About this exercise:
Copy the data exactly.
(Recorded information)
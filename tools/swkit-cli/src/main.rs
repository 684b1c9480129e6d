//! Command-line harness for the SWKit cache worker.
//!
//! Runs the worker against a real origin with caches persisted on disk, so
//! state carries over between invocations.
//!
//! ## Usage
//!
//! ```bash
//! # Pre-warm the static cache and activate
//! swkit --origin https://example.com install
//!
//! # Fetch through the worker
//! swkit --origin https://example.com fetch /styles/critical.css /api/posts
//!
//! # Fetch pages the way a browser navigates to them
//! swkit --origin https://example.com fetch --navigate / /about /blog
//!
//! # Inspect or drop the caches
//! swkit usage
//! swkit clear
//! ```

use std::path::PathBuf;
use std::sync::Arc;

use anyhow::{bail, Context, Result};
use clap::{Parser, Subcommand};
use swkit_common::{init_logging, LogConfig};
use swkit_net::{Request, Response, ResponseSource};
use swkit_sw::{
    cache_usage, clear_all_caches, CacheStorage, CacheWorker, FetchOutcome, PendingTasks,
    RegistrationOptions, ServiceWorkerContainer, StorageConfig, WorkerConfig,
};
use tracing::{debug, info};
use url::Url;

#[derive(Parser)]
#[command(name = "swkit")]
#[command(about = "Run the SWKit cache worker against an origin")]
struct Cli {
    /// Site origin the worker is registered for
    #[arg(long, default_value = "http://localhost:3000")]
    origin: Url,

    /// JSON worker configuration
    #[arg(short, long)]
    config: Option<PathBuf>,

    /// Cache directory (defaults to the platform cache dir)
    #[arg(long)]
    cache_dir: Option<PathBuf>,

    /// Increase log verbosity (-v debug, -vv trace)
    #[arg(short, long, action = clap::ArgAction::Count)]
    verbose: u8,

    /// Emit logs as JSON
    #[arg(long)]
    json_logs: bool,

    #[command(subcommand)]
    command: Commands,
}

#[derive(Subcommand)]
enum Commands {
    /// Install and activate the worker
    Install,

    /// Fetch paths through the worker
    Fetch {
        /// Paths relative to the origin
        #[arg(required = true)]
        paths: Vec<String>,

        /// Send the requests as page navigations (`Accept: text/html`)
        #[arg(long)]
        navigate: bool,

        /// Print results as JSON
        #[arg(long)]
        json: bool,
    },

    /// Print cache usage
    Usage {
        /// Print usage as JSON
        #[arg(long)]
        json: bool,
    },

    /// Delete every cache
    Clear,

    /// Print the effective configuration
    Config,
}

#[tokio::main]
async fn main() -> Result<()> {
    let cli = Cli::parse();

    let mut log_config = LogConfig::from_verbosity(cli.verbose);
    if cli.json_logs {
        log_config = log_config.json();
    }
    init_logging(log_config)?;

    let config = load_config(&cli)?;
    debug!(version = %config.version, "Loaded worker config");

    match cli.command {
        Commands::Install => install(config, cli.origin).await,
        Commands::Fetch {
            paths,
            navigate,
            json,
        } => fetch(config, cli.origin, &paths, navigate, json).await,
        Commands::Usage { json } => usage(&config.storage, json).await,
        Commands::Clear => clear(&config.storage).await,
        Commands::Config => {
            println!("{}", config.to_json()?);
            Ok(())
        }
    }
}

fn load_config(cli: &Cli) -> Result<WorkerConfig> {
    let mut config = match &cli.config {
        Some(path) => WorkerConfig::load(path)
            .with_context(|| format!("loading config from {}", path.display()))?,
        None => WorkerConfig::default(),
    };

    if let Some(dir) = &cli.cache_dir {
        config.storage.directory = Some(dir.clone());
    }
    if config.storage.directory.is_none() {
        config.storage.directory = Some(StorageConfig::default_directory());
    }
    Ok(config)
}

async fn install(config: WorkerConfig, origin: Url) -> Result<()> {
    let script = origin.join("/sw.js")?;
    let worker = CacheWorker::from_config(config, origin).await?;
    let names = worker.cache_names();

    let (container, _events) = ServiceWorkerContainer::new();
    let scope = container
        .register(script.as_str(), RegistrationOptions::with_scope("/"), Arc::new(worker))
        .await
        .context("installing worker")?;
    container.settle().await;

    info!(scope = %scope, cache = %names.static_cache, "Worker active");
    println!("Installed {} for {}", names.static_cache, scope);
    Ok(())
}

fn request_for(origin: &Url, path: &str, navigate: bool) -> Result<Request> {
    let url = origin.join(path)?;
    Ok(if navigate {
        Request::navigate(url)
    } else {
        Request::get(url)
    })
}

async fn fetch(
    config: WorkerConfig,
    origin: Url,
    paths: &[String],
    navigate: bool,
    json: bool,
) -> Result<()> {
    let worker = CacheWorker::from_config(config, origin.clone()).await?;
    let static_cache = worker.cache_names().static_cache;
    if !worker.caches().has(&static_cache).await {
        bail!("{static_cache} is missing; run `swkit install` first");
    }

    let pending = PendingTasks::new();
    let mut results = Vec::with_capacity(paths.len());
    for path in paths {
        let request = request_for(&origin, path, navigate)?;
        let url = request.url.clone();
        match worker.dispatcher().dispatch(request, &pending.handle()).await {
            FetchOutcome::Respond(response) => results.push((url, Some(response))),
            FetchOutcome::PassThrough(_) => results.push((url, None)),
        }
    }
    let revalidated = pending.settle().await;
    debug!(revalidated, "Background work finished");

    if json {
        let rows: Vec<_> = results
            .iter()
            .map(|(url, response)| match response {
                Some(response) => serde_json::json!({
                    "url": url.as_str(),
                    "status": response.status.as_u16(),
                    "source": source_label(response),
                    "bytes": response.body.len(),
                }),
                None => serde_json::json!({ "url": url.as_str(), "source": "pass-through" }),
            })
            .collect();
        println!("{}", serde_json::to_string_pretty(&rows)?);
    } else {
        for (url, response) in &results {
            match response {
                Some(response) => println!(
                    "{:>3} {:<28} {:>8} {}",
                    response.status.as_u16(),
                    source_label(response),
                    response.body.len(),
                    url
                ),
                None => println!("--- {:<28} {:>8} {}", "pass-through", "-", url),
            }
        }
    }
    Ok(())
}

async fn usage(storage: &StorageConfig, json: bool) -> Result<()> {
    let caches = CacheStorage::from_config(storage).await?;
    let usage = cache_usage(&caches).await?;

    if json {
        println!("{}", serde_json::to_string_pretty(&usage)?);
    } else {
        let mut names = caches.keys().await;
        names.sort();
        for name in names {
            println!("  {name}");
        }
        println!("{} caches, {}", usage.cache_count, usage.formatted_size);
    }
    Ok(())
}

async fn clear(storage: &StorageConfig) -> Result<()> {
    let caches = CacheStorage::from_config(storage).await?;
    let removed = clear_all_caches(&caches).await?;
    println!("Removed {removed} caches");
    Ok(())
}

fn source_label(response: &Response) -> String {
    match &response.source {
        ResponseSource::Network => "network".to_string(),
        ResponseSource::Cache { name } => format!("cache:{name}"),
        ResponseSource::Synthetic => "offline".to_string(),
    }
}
(End Recorded information)
Solution to this exercise:
filename tools/swkit-cli/src/main.rs
repository 684b1c9480129e6d
//! Command-line harness for the SWKit cache worker.
//!
//! Runs the worker against a real origin with caches persisted on disk, so
//! state carries over between invocations.
//!
//! ## Usage
//!
//! ```bash
//! # Pre-warm the static cache and activate
//! swkit --origin https://example.com install
//!
//! # Fetch through the worker
//! swkit --origin https://example.com fetch /styles/critical.css /api/posts
//!
//! # Fetch pages the way a browser navigates to them
//! swkit --origin https://example.com fetch --navigate / /about /blog
//!
//! # Inspect or drop the caches
//! swkit usage
//! swkit clear
//! ```

use std::path::PathBuf;
use std::sync::Arc;

use anyhow::{bail, Context, Result};
use clap::{Parser, Subcommand};
use swkit_common::{init_logging, LogConfig};
use swkit_net::{Request, Response, ResponseSource};
use swkit_sw::{
    cache_usage, clear_all_caches, CacheStorage, CacheWorker, FetchOutcome, PendingTasks,
    RegistrationOptions, ServiceWorkerContainer, StorageConfig, WorkerConfig,
};
use tracing::{debug, info};
use url::Url;

#[derive(Parser)]
#[command(name = "swkit")]
#[command(about = "Run the SWKit cache worker against an origin")]
struct Cli {
    /// Site origin the worker is registered for
    #[arg(long, default_value = "http://localhost:3000")]
    origin: Url,

    /// JSON worker configuration
    #[arg(short, long)]
    config: Option<PathBuf>,

    /// Cache directory (defaults to the platform cache dir)
    #[arg(long)]
    cache_dir: Option<PathBuf>,

    /// Increase log verbosity (-v debug, -vv trace)
    #[arg(short, long, action = clap::ArgAction::Count)]
    verbose: u8,

    /// Emit logs as JSON
    #[arg(long)]
    json_logs: bool,

    #[command(subcommand)]
    command: Commands,
}

#[derive(Subcommand)]
enum Commands {
    /// Install and activate the worker
    Install,

    /// Fetch paths through the worker
    Fetch {
        /// Paths relative to the origin
        #[arg(required = true)]
        paths: Vec<String>,

        /// Send the requests as page navigations (`Accept: text/html`)
        #[arg(long)]
        navigate: bool,

        /// Print results as JSON
        #[arg(long)]
        json: bool,
    },

    /// Print cache usage
    Usage {
        /// Print usage as JSON
        #[arg(long)]
        json: bool,
    },

    /// Delete every cache
    Clear,

    /// Print the effective configuration
    Config,
}

#[tokio::main]
async fn main() -> Result<()> {
    let cli = Cli::parse();

    let mut log_config = LogConfig::from_verbosity(cli.verbose);
    if cli.json_logs {
        log_config = log_config.json();
    }
    init_logging(log_config)?;

    let config = load_config(&cli)?;
    debug!(version = %config.version, "Loaded worker config");

    match cli.command {
        Commands::Install => install(config, cli.origin).await,
        Commands::Fetch {
            paths,
            navigate,
            json,
        } => fetch(config, cli.origin, &paths, navigate, json).await,
        Commands::Usage { json } => usage(&config.storage, json).await,
        Commands::Clear => clear(&config.storage).await,
        Commands::Config => {
            println!("{}", config.to_json()?);
            Ok(())
        }
    }
}

fn load_config(cli: &Cli) -> Result<WorkerConfig> {
    let mut config = match &cli.config {
        Some(path) => WorkerConfig::load(path)
            .with_context(|| format!("loading config from {}", path.display()))?,
        None => WorkerConfig::default(),
    };

    if let Some(dir) = &cli.cache_dir {
        config.storage.directory = Some(dir.clone());
    }
    if config.storage.directory.is_none() {
        config.storage.directory = Some(StorageConfig::default_directory());
    }
    Ok(config)
}

async fn install(config: WorkerConfig, origin: Url) -> Result<()> {
    let script = origin.join("/sw.js")?;
    let worker = CacheWorker::from_config(config, origin).await?;
    let names = worker.cache_names();

    let (container, _events) = ServiceWorkerContainer::new();
    let scope = container
        .register(script.as_str(), RegistrationOptions::with_scope("/"), Arc::new(worker))
        .await
        .context("installing worker")?;
    container.settle().await;

    info!(scope = %scope, cache = %names.static_cache, "Worker active");
    println!("Installed {} for {}", names.static_cache, scope);
    Ok(())
}

fn request_for(origin: &Url, path: &str, navigate: bool) -> Result<Request> {
    let url = origin.join(path)?;
    Ok(if navigate {
        Request::navigate(url)
    } else {
        Request::get(url)
    })
}

async fn fetch(
    config: WorkerConfig,
    origin: Url,
    paths: &[String],
    navigate: bool,
    json: bool,
) -> Result<()> {
    let worker = CacheWorker::from_config(config, origin.clone()).await?;
    let static_cache = worker.cache_names().static_cache;
    if !worker.caches().has(&static_cache).await {
        bail!("{static_cache} is missing; run `swkit install` first");
    }

    let pending = PendingTasks::new();
    let mut results = Vec::with_capacity(paths.len());
    for path in paths {
        let request = request_for(&origin, path, navigate)?;
        let url = request.url.clone();
        match worker.dispatcher().dispatch(request, &pending.handle()).await {
            FetchOutcome::Respond(response) => results.push((url, Some(response))),
            FetchOutcome::PassThrough(_) => results.push((url, None)),
        }
    }
    let revalidated = pending.settle().await;
    debug!(revalidated, "Background work finished");

    if json {
        let rows: Vec<_> = results
            .iter()
            .map(|(url, response)| match response {
                Some(response) => serde_json::json!({
                    "url": url.as_str(),
                    "status": response.status.as_u16(),
                    "source": source_label(response),
                    "bytes": response.body.len(),
                }),
                None => serde_json::json!({ "url": url.as_str(), "source": "pass-through" }),
            })
            .collect();
        println!("{}", serde_json::to_string_pretty(&rows)?);
    } else {
        for (url, response) in &results {
            match response {
                Some(response) => println!(
                    "{:>3} {:<28} {:>8} {}",
                    response.status.as_u16(),
                    source_label(response),
                    response.body.len(),
                    url
                ),
                None => println!("--- {:<28} {:>8} {}", "pass-through", "-", url),
            }
        }
    }
    Ok(())
}

async fn usage(storage: &StorageConfig, json: bool) -> Result<()> {
    let caches = CacheStorage::from_config(storage).await?;
    let usage = cache_usage(&caches).await?;

    if json {
        println!("{}", serde_json::to_string_pretty(&usage)?);
    } else {
        let mut names = caches.keys().await;
        names.sort();
        for name in names {
            println!("  {name}");
        }
        println!("{} caches, {}", usage.cache_count, usage.formatted_size);
    }
    Ok(())
}

async fn clear(storage: &StorageConfig) -> Result<()> {
    let caches = CacheStorage::from_config(storage).await?;
    let removed = clear_all_caches(&caches).await?;
    println!("Removed {removed} caches");
    Ok(())
}

fn source_label(response: &Response) -> String {
    match &response.source {
        ResponseSource::Network => "network".to_string(),
        ResponseSource::Cache { name } => format!("cache:{name}"),
        ResponseSource::Synthetic => "offline".to_string(),
    }
}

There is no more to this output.